### Activity
Filter these entries down to lines holding "Timeout".
━━━ Records for processing ━━━
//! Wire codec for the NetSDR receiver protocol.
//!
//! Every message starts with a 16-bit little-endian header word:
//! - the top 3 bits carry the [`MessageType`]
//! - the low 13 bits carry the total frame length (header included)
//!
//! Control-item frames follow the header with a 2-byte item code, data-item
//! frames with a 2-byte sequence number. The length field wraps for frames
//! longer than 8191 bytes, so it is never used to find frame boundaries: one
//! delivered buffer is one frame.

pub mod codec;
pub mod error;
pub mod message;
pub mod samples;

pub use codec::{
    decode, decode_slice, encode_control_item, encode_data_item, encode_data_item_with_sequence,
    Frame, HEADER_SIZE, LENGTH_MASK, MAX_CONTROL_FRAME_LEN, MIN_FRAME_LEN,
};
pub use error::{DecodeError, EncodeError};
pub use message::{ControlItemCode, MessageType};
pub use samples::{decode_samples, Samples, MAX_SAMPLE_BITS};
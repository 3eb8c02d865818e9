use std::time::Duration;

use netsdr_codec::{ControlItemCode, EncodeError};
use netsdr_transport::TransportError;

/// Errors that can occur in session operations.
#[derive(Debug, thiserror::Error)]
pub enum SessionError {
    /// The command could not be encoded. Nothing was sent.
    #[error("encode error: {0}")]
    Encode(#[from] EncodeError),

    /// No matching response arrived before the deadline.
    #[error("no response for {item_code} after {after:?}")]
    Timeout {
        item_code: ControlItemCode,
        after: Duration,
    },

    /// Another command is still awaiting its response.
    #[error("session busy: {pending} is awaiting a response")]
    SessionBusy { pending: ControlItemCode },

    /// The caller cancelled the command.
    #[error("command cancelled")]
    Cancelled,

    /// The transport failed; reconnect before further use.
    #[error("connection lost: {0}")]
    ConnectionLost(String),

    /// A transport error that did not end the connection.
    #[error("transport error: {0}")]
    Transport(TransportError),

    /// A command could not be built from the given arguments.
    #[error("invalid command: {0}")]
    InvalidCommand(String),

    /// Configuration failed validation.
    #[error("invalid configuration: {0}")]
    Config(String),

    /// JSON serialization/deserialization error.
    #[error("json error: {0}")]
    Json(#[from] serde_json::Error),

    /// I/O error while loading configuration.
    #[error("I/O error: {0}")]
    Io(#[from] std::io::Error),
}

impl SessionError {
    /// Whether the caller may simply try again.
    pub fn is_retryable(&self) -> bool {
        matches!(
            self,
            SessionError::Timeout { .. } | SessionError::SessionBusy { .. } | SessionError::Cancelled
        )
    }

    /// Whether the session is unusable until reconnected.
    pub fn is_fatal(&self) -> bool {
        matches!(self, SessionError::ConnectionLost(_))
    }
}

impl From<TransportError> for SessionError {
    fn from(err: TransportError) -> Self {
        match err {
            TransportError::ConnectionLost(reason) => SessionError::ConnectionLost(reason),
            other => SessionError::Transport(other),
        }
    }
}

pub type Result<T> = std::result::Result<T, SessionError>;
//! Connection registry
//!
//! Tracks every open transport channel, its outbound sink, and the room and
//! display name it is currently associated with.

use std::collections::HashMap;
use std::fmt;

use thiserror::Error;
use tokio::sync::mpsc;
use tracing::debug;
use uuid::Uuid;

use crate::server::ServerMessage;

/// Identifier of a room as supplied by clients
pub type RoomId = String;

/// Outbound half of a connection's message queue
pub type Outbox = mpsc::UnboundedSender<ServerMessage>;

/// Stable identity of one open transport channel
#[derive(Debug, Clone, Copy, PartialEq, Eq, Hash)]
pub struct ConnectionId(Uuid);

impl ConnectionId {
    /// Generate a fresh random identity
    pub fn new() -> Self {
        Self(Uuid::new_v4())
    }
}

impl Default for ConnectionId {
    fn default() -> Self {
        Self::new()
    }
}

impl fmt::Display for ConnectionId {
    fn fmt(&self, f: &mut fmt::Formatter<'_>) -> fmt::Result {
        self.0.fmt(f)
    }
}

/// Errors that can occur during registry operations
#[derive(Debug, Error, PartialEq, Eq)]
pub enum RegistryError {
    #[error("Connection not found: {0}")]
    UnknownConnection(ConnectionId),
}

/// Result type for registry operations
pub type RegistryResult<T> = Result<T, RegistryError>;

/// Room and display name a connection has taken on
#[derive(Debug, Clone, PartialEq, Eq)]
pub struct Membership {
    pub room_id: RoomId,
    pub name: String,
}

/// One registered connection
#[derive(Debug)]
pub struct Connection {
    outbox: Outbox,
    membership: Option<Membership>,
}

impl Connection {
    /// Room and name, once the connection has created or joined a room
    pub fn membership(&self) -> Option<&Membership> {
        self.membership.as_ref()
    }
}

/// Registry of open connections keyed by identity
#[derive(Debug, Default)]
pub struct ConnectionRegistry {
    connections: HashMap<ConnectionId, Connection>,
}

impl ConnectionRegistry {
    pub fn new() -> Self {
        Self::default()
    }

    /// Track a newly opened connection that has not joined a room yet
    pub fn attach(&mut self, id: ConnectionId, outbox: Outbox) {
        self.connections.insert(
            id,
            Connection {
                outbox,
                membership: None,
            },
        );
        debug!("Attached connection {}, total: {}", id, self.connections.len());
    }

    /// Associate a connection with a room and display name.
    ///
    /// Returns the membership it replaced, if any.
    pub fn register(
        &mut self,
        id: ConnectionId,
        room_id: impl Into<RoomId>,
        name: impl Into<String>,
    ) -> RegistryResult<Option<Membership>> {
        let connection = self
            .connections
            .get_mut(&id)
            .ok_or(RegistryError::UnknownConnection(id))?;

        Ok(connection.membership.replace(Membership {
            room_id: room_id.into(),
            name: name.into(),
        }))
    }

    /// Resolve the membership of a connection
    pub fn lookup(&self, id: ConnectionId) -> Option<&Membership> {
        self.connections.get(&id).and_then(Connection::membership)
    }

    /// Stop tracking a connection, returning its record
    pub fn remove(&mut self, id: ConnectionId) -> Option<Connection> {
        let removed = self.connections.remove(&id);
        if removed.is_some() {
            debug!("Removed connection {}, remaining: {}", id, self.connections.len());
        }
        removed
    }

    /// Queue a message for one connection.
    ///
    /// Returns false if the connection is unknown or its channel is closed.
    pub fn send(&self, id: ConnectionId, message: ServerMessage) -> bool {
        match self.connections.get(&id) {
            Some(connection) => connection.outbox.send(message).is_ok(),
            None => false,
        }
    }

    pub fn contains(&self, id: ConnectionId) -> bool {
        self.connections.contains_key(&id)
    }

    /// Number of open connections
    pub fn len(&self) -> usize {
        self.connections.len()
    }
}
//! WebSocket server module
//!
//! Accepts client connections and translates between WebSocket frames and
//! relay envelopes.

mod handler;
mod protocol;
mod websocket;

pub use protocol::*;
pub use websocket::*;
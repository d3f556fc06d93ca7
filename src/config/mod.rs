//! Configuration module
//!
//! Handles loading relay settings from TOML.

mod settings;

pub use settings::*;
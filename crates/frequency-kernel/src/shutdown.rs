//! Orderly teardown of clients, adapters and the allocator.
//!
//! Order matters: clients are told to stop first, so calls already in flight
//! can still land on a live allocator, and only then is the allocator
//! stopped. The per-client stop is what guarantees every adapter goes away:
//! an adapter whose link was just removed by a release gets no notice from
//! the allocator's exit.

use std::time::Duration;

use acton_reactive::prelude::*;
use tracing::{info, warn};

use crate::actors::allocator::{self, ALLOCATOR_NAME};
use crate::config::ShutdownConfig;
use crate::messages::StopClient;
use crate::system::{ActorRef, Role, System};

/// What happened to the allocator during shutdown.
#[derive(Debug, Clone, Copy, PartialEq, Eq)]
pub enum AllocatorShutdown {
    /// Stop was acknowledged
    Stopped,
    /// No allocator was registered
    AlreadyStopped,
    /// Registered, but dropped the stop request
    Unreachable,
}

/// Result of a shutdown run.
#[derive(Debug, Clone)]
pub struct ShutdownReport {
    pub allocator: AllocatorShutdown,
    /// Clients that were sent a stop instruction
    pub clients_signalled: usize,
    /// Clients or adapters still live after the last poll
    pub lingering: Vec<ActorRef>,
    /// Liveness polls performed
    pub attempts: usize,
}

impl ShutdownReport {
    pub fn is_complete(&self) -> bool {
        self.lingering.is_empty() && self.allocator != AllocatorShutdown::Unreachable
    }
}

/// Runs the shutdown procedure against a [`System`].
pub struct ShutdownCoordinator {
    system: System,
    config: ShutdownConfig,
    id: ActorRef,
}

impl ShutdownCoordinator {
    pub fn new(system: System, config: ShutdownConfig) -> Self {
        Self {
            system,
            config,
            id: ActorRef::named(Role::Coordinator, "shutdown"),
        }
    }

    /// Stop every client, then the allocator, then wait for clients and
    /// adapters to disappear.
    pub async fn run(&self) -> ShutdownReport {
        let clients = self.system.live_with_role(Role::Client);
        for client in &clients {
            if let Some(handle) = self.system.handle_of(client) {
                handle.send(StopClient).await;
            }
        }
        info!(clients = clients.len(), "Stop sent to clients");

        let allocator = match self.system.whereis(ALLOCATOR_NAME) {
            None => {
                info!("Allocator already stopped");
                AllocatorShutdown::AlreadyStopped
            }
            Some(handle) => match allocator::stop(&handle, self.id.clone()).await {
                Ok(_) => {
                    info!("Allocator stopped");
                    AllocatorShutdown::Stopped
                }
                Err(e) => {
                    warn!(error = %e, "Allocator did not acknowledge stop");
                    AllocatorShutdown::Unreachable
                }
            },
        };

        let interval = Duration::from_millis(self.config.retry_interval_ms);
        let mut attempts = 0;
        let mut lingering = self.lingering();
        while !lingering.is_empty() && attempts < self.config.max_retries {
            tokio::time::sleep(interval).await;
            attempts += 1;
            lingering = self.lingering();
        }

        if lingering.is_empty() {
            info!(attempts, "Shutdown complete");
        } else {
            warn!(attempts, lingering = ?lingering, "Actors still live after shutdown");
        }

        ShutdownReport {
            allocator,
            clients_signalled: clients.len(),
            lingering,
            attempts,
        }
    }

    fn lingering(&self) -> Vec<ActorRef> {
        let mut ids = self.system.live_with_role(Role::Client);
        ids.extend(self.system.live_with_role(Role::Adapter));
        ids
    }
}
━━━
━━━ Records for processing ━━━
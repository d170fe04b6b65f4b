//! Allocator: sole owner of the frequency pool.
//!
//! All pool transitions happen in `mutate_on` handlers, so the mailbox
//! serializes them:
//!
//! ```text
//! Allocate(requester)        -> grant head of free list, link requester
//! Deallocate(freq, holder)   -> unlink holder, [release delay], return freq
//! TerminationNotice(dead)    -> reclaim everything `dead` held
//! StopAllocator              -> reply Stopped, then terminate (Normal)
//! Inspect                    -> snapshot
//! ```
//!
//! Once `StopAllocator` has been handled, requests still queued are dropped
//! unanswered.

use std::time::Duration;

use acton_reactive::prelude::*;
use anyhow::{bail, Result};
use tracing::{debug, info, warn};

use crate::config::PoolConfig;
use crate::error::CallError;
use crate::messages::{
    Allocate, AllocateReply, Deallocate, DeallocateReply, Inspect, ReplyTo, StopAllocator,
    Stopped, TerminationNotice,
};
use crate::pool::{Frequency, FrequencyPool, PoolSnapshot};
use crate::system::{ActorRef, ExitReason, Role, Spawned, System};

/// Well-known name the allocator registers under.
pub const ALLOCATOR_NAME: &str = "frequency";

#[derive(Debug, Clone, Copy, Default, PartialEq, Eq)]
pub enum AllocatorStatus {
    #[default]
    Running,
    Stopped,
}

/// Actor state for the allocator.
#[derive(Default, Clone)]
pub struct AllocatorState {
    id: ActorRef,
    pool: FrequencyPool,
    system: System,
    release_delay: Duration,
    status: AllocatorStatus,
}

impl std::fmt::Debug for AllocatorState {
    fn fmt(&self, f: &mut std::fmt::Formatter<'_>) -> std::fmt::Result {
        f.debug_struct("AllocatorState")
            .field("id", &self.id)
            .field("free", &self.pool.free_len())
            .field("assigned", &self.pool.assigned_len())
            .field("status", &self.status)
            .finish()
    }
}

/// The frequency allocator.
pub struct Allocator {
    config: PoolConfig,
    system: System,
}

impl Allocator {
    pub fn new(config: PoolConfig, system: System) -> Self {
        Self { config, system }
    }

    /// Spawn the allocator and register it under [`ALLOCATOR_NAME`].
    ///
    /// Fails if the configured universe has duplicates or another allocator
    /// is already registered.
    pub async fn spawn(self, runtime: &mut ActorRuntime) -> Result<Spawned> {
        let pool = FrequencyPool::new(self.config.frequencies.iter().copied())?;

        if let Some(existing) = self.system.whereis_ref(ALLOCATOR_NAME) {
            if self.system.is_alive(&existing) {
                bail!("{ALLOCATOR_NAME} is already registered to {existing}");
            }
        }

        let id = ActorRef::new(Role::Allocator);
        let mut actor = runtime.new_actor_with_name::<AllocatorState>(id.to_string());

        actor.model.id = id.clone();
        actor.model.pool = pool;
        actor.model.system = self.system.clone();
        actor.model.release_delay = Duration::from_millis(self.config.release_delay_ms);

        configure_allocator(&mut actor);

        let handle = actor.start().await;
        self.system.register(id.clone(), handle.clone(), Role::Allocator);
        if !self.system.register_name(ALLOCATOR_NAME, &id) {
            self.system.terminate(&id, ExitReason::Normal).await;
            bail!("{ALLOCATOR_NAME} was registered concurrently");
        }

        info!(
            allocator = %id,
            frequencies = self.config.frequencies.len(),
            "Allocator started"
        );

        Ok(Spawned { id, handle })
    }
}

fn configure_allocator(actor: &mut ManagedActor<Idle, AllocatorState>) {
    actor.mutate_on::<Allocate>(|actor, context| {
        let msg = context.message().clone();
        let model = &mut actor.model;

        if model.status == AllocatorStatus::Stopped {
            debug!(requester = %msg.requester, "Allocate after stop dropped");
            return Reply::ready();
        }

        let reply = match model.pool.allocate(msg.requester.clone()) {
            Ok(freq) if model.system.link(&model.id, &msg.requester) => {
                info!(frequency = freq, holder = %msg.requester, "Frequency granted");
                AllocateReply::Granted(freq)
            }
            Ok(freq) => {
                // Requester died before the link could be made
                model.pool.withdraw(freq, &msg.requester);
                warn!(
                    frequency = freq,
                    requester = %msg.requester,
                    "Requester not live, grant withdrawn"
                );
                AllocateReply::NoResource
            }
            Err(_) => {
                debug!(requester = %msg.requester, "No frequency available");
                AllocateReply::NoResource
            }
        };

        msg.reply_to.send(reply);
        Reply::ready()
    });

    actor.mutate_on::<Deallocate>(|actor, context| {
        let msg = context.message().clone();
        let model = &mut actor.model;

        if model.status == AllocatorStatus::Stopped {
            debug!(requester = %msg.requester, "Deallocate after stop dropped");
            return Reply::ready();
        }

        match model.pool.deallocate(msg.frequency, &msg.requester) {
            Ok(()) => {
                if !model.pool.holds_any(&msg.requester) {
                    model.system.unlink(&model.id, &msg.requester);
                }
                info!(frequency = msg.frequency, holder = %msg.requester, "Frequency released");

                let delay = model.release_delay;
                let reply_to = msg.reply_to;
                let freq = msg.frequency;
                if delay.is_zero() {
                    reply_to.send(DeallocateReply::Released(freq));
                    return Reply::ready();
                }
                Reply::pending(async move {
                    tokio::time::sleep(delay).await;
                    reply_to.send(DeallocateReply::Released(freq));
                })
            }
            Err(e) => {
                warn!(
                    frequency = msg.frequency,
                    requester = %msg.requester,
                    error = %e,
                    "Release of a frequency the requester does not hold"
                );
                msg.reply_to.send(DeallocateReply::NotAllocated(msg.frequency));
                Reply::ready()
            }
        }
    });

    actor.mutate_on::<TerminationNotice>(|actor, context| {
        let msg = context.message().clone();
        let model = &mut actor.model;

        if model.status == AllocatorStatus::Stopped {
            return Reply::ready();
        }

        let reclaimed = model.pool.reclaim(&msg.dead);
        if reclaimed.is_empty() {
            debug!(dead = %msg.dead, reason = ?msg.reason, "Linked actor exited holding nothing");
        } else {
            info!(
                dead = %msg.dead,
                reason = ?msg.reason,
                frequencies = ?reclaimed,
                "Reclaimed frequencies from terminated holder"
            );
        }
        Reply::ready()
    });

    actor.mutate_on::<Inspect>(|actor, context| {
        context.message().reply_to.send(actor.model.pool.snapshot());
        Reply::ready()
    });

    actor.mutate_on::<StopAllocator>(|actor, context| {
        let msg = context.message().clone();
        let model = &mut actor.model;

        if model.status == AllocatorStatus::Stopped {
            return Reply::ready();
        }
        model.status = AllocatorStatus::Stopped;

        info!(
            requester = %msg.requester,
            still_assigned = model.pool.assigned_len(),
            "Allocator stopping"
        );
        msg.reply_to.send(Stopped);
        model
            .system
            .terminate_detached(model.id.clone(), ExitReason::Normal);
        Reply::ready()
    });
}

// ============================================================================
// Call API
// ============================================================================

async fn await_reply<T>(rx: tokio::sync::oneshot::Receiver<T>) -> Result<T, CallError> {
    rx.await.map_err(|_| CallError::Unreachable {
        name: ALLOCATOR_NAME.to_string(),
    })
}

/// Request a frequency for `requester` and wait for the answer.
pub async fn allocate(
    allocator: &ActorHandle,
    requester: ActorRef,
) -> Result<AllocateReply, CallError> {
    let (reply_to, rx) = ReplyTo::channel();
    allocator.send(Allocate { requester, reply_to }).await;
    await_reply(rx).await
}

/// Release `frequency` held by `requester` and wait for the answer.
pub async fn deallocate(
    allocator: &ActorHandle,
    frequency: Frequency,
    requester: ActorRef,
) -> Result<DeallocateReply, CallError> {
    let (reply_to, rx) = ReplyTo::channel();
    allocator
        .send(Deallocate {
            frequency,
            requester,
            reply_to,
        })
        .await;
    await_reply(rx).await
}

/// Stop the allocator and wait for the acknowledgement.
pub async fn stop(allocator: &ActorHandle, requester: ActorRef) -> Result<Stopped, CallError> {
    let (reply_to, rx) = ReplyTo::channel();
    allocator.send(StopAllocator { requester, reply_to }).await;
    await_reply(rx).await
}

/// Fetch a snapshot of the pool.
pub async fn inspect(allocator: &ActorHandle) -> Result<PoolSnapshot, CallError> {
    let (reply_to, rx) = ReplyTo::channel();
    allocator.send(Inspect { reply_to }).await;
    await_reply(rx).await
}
━━━
### Response to this exercise
    Timeout {
            SessionError::Timeout { .. } | SessionError::SessionBusy { .. } | SessionError::Cancelled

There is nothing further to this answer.